> [ABOUT THIS TASK] Within the listing below, filter for "EngineConfig" and copy every matching line.

> [RECORDED INFORMATION]
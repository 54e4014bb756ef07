//! Configuration loading and representation.
//!
//! Everything comes from environment variables. Missing values fall back to
//! defaults; present but malformed values are an error.

use std::net::SocketAddr;
use std::time::Duration;

use thiserror::Error;
use tracing::warn;

use courierflow_orders::ProofPolicy;

pub const DEFAULT_BIND_ADDR: &str = "0.0.0.0:8080";
pub const DEFAULT_JWT_SECRET: &str = "dev-secret";
pub const DEFAULT_MAX_PAGE_SIZE: usize = 100;
pub const DEFAULT_POLL_SECS: u64 = 30;
pub const DEFAULT_COURIER_FEE: u64 = 500;

#[derive(Debug, Error, PartialEq, Eq)]
pub enum ConfigError {
    #[error("{key}: {reason}")]
    Invalid { key: &'static str, reason: String },
}

impl ConfigError {
    fn invalid(key: &'static str, reason: impl Into<String>) -> Self {
        Self::Invalid {
            key,
            reason: reason.into(),
        }
    }
}

#[derive(Debug, Clone, PartialEq, Eq)]
pub struct EngineConfig {
    pub bind_addr: SocketAddr,
    pub jwt_secret: String,
    pub proof_policy: ProofPolicy,
    pub max_page_size: usize,
    pub notification_poll_interval: Duration,
    /// Paid to a courier per completed delivery, in minor currency units.
    pub courier_fee_per_delivery: u64,
}

impl Default for EngineConfig {
    fn default() -> Self {
        Self {
            bind_addr: SocketAddr::from(([0, 0, 0, 0], 8080)),
            jwt_secret: DEFAULT_JWT_SECRET.to_string(),
            proof_policy: ProofPolicy::default(),
            max_page_size: DEFAULT_MAX_PAGE_SIZE,
            notification_poll_interval: Duration::from_secs(DEFAULT_POLL_SECS),
            courier_fee_per_delivery: DEFAULT_COURIER_FEE,
        }
    }
}

impl EngineConfig {
    pub fn from_env() -> Result<Self, ConfigError> {
        Self::from_lookup(|key| std::env::var(key).ok())
    }

    /// Build from an arbitrary key lookup (tests pass a map).
    pub fn from_lookup(lookup: impl Fn(&str) -> Option<String>) -> Result<Self, ConfigError> {
        let get = |key: &str| lookup(key).map(|v| v.trim().to_string()).filter(|v| !v.is_empty());

        let bind_addr = get("BIND_ADDR")
            .unwrap_or_else(|| DEFAULT_BIND_ADDR.to_string())
            .parse::<SocketAddr>()
            .map_err(|e| ConfigError::invalid("BIND_ADDR", e.to_string()))?;

        let jwt_secret = get("JWT_SECRET").unwrap_or_else(|| {
            warn!("JWT_SECRET not set; using insecure dev default");
            DEFAULT_JWT_SECRET.to_string()
        });

        let proof_defaults = ProofPolicy::default();
        let allowed_mime_types = match get("PROOF_ALLOWED_MIME_TYPES") {
            Some(raw) => split_list(&raw),
            None => proof_defaults.allowed_mime_types,
        };
        if allowed_mime_types.is_empty() {
            return Err(ConfigError::invalid("PROOF_ALLOWED_MIME_TYPES", "no mime types listed"));
        }

        let max_image_bytes = parse_positive(&get, "PROOF_MAX_IMAGE_BYTES", proof_defaults.max_image_bytes)?;
        let max_page_size =
            parse_positive(&get, "QUERY_MAX_PAGE_SIZE", DEFAULT_MAX_PAGE_SIZE as u64)? as usize;
        let poll_secs = parse_positive(&get, "NOTIFICATION_POLL_SECS", DEFAULT_POLL_SECS)?;
        let courier_fee_per_delivery = match get("COURIER_FEE_PER_DELIVERY") {
            Some(raw) => raw
                .parse::<u64>()
                .map_err(|e| ConfigError::invalid("COURIER_FEE_PER_DELIVERY", e.to_string()))?,
            None => DEFAULT_COURIER_FEE,
        };

        Ok(Self {
            bind_addr,
            jwt_secret,
            proof_policy: ProofPolicy {
                allowed_mime_types,
                max_image_bytes,
            },
            max_page_size,
            notification_poll_interval: Duration::from_secs(poll_secs),
            courier_fee_per_delivery,
        })
    }
}

fn parse_positive(
    get: &impl Fn(&str) -> Option<String>,
    key: &'static str,
    default: u64,
) -> Result<u64, ConfigError> {
    let Some(raw) = get(key) else {
        return Ok(default);
    };
    match raw.parse::<u64>() {
        Ok(0) => Err(ConfigError::invalid(key, "must be greater than zero")),
        Ok(v) => Ok(v),
        Err(e) => Err(ConfigError::invalid(key, e.to_string())),
    }
}

fn split_list(raw: &str) -> Vec<String> {
    raw.split(',')
        .map(|s| s.trim().to_ascii_lowercase())
        .filter(|s| !s.is_empty())
        .collect()
}

#[cfg(test)]
mod tests {
    use super::*;
    use std::collections::HashMap;

    fn lookup(pairs: &[(&str, &str)]) -> impl Fn(&str) -> Option<String> {
        let map: HashMap<String, String> = pairs
            .iter()
            .map(|(k, v)| (k.to_string(), v.to_string()))
            .collect();
        move |k| map.get(k).cloned()
    }

    #[test]
    fn defaults_apply_when_nothing_is_set() {
        let cfg = EngineConfig::from_lookup(lookup(&[])).unwrap();
        assert_eq!(cfg, EngineConfig::default());
        assert_eq!(cfg.notification_poll_interval, Duration::from_secs(30));
        // The proof policy default is owned by the domain.
        assert_eq!(cfg.proof_policy, ProofPolicy::default());
        assert!(cfg.proof_policy.allowed_mime_types.iter().any(|m| m == "image/webp"));
    }

    #[test]
    fn values_are_read_and_normalized() {
        let cfg = EngineConfig::from_lookup(lookup(&[
            ("BIND_ADDR", "127.0.0.1:9000"),
            ("PROOF_ALLOWED_MIME_TYPES", " Image/PNG , image/heic,"),
            ("PROOF_MAX_IMAGE_BYTES", "2048"),
            ("QUERY_MAX_PAGE_SIZE", "25"),
            ("COURIER_FEE_PER_DELIVERY", "0"),
        ]))
        .unwrap();

        assert_eq!(cfg.bind_addr.port(), 9000);
        assert_eq!(
            cfg.proof_policy.allowed_mime_types,
            vec!["image/png".to_string(), "image/heic".to_string()]
        );
        assert_eq!(cfg.proof_policy.max_image_bytes, 2048);
        assert_eq!(cfg.max_page_size, 25);
        assert_eq!(cfg.courier_fee_per_delivery, 0);
    }

    #[test]
    fn malformed_values_are_rejected_not_defaulted() {
        let err = EngineConfig::from_lookup(lookup(&[("QUERY_MAX_PAGE_SIZE", "lots")])).unwrap_err();
        assert!(matches!(err, ConfigError::Invalid { key: "QUERY_MAX_PAGE_SIZE", .. }));

        let err = EngineConfig::from_lookup(lookup(&[("NOTIFICATION_POLL_SECS", "0")])).unwrap_err();
        assert!(matches!(err, ConfigError::Invalid { key: "NOTIFICATION_POLL_SECS", .. }));

        assert!(EngineConfig::from_lookup(lookup(&[("BIND_ADDR", "nowhere")])).is_err());
    }
}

> [WRITTEN ANSWER]
pub struct EngineConfig {
impl Default for EngineConfig {
impl EngineConfig {
        let cfg = EngineConfig::from_lookup(lookup(&[])).unwrap();
        assert_eq!(cfg, EngineConfig::default());
        let cfg = EngineConfig::from_lookup(lookup(&[
        let err = EngineConfig::from_lookup(lookup(&[("QUERY_MAX_PAGE_SIZE", "lots")])).unwrap_err();
        let err = EngineConfig::from_lookup(lookup(&[("NOTIFICATION_POLL_SECS", "0")])).unwrap_err();
        assert!(EngineConfig::from_lookup(lookup(&[("BIND_ADDR", "nowhere")])).is_err());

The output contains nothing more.